What it is:
“Racial anxiety” refers to the heightened levels of stress and emotion that we confront when interacting with people of other races. People of color experience concern that they will be the subject of discrimination and hostility. White people, meanwhile, worry that they will be assumed to be racist. Studies have shown that interracial interaction can cause physical symptoms of anxiety and that our non-verbal behaviors—making eye contact, using welcoming gestures or a pleasant tone of voice, for example—can be affected as well. When everyone in a conversation is anxious that it will turn negative, it often does. This causes a kind of feedback loop where the fears and anxieties of both white people and people of color are confirmed by their everyday interactions.
Why it matters:
One obvious way that racial anxiety affects our daily lives is in the aggravation of existing racial tensions. While this may seem small in comparison to larger structural challenges, racial anxiety affects interactions with teachers, employers, law enforcement, and healthcare providers. Racial anxiety also affects many areas of our lives in ways that are subtle but pervasive. In health care, for example, studies using patients of color and doctors of other races, researchers found that patients will have shorter visits with white doctors and report less positive interactions.
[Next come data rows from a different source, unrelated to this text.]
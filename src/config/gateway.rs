use std::net::SocketAddr;

use secrecy::SecretString;

use crate::config::helpers::{optional_env, parse_bool_env, parse_optional_env};
use crate::error::ConfigError;
use crate::gateway::auth::TokenAllowList;

const DEFAULT_HOST: &str = "0.0.0.0";
const DEFAULT_GATEWAY_PORT: u16 = 3000;
const DEFAULT_AGENT_PROXY_PORT: u16 = 3001;

/// MCP SSE gateway configuration.
#[derive(Debug, Clone)]
pub struct GatewayConfig {
    pub host: String,
    pub port: u16,
    pub auth: GatewayAuthConfig,
    /// Deployment-wide custodial mode.
    pub custodial_mode: bool,
    /// Honor a per-request `X-CUSTODIAL-MODE` header.
    pub allow_custodial_override: bool,
}

/// Token gate settings for the channel-open endpoint.
#[derive(Debug, Clone)]
pub struct GatewayAuthConfig {
    /// `false` bypasses the gate (trusted internal deployments).
    pub enabled: bool,
    pub tokens: TokenAllowList,
}

/// Agent backend (proxy) HTTP server configuration.
#[derive(Debug, Clone)]
pub struct AgentProxyConfig {
    pub host: String,
    pub port: u16,
    /// Shared secret expected in `X-LANGCHAIN-PROXY-TOKEN`.
    pub proxy_token: Option<SecretString>,
}

impl GatewayConfig {
    pub(crate) fn resolve() -> Result<Self, ConfigError> {
        let enabled = parse_bool_env("ENABLE_AUTH", true)?;
        let tokens = optional_env("MCP_AUTH_TOKEN")?
            .map(|raw| TokenAllowList::parse(&raw))
            .unwrap_or_default();

        if enabled && tokens.is_empty() {
            tracing::warn!(
                "ENABLE_AUTH is on but MCP_AUTH_TOKEN is empty; every channel open will be rejected"
            );
        }

        Ok(Self {
            host: optional_env("HOST")?.unwrap_or_else(|| DEFAULT_HOST.to_string()),
            port: parse_optional_env("PORT", "a valid port number")?
                .unwrap_or(DEFAULT_GATEWAY_PORT),
            auth: GatewayAuthConfig { enabled, tokens },
            custodial_mode: parse_bool_env("CUSTODIAL_MODE", false)?,
            allow_custodial_override: parse_bool_env("MCP_ALLOW_CUSTODIAL_OVERRIDE", false)?,
        })
    }

    pub fn socket_addr(&self) -> Result<SocketAddr, ConfigError> {
        socket_addr(&self.host, self.port)
    }
}

impl AgentProxyConfig {
    pub(crate) fn resolve() -> Result<Self, ConfigError> {
        Ok(Self {
            host: optional_env("HOST")?.unwrap_or_else(|| DEFAULT_HOST.to_string()),
            port: parse_optional_env("PORT", "a valid port number")?
                .unwrap_or(DEFAULT_AGENT_PROXY_PORT),
            proxy_token: optional_env("LANGCHAIN_PROXY_TOKEN")?.map(SecretString::from),
        })
    }

    pub fn socket_addr(&self) -> Result<SocketAddr, ConfigError> {
        socket_addr(&self.host, self.port)
    }
}

fn socket_addr(host: &str, port: u16) -> Result<SocketAddr, ConfigError> {
    format!("{host}:{port}")
        .parse()
        .map_err(|e| ConfigError::InvalidValue {
            key: "HOST".to_string(),
            message: format!("'{host}' is not a valid listen address: {e}"),
        })
}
What can be done about it:
Over the long term, diversity, integration, inclusion and greater contact between people of different races will go a long way towards lessening racial anxiety. In particular, positive interracial contact has been shown to increase positive impressions of people of other races. Studies show these interactions will be most successful when shared identity is affirmed prior to recognizing difference. Ignoring difference completely, however, is likely to create a scenario in which subconscious anxieties and stereotypes can flourish.